→ Assignment
Write out every entry exactly as it appears.

[Collected data]
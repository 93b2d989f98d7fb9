use std::fmt;

/// Control-flow signals and failures raised out of a scene step.
#[derive(Debug, Clone, PartialEq, Eq)]
pub enum LoopFaultSignal {
    /// Replace the active scene with the loading scene
    SoftReset,
    /// Terminal hangup; swallowed and the loop resumes
    Hangup,
    ExitRequested,
    Unhandled(FaultCause),
}

impl LoopFaultSignal {
    pub fn unhandled(message: impl Into<String>) -> Self {
        LoopFaultSignal::Unhandled(FaultCause::new(message))
    }
}

impl fmt::Display for LoopFaultSignal {
    fn fmt(&self, f: &mut fmt::Formatter<'_>) -> fmt::Result {
        match self {
            LoopFaultSignal::SoftReset => f.write_str("soft reset"),
            LoopFaultSignal::Hangup => f.write_str("hangup"),
            LoopFaultSignal::ExitRequested => f.write_str("exit requested"),
            LoopFaultSignal::Unhandled(cause) => write!(f, "unhandled fault: {cause}"),
        }
    }
}

impl std::error::Error for LoopFaultSignal {}

/// What went wrong in an unhandled fault, as shown to the user and put in reports.
#[derive(Debug, Clone, PartialEq, Eq)]
pub struct FaultCause {
    pub message: String,
    pub scene: Option<String>,
    pub location: Option<String>,
}

impl FaultCause {
    pub fn new(message: impl Into<String>) -> Self {
        Self {
            message: message.into(),
            scene: None,
            location: None,
        }
    }

    pub fn in_scene(mut self, scene: &str) -> Self {
        self.scene.get_or_insert_with(|| scene.to_string());
        self
    }

    /// Text copied to the clipboard or sent with a bug report.
    pub fn report(&self) -> String {
        let mut report = self.message.clone();
        if let Some(scene) = &self.scene {
            report.push_str(&format!("\r\nScene: {scene}"));
        }
        if let Some(location) = &self.location {
            report.push_str(&format!("\r\n{location}"));
        }
        report.push_str(&format!("\r\nVersion: {}", env!("CARGO_PKG_VERSION")));
        report
    }
}

impl fmt::Display for FaultCause {
    fn fmt(&self, f: &mut fmt::Formatter<'_>) -> fmt::Result {
        f.write_str(&self.message)
    }
}

impl From<anyhow::Error> for LoopFaultSignal {
    fn from(err: anyhow::Error) -> Self {
        LoopFaultSignal::unhandled(format!("{err:#}"))
    }
}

→ Answer to this problem
repository 93b2d989f98d7fb9
use std::fmt;

/// Control-flow signals and failures raised out of a scene step.
#[derive(Debug, Clone, PartialEq, Eq)]
pub enum LoopFaultSignal {
    /// Replace the active scene with the loading scene
    SoftReset,
    /// Terminal hangup; swallowed and the loop resumes
    Hangup,
    ExitRequested,
    Unhandled(FaultCause),
}

impl LoopFaultSignal {
    pub fn unhandled(message: impl Into<String>) -> Self {
        LoopFaultSignal::Unhandled(FaultCause::new(message))
    }
}

impl fmt::Display for LoopFaultSignal {
    fn fmt(&self, f: &mut fmt::Formatter<'_>) -> fmt::Result {
        match self {
            LoopFaultSignal::SoftReset => f.write_str("soft reset"),
            LoopFaultSignal::Hangup => f.write_str("hangup"),
            LoopFaultSignal::ExitRequested => f.write_str("exit requested"),
            LoopFaultSignal::Unhandled(cause) => write!(f, "unhandled fault: {cause}"),
        }
    }
}

impl std::error::Error for LoopFaultSignal {}

/// What went wrong in an unhandled fault, as shown to the user and put in reports.
#[derive(Debug, Clone, PartialEq, Eq)]
pub struct FaultCause {
    pub message: String,
    pub scene: Option<String>,
    pub location: Option<String>,
}

impl FaultCause {
    pub fn new(message: impl Into<String>) -> Self {
        Self {
            message: message.into(),
            scene: None,
            location: None,
        }
    }

    pub fn in_scene(mut self, scene: &str) -> Self {
        self.scene.get_or_insert_with(|| scene.to_string());
        self
    }

    /// Text copied to the clipboard or sent with a bug report.
    pub fn report(&self) -> String {
        let mut report = self.message.clone();
        if let Some(scene) = &self.scene {
            report.push_str(&format!("\r\nScene: {scene}"));
        }
        if let Some(location) = &self.location {
            report.push_str(&format!("\r\n{location}"));
        }
        report.push_str(&format!("\r\nVersion: {}", env!("CARGO_PKG_VERSION")));
        report
    }
}

impl fmt::Display for FaultCause {
    fn fmt(&self, f: &mut fmt::Formatter<'_>) -> fmt::Result {
        f.write_str(&self.message)
    }
}

impl From<anyhow::Error> for LoopFaultSignal {
    fn from(err: anyhow::Error) -> Self {
        LoopFaultSignal::unhandled(format!("{err:#}"))
    }
}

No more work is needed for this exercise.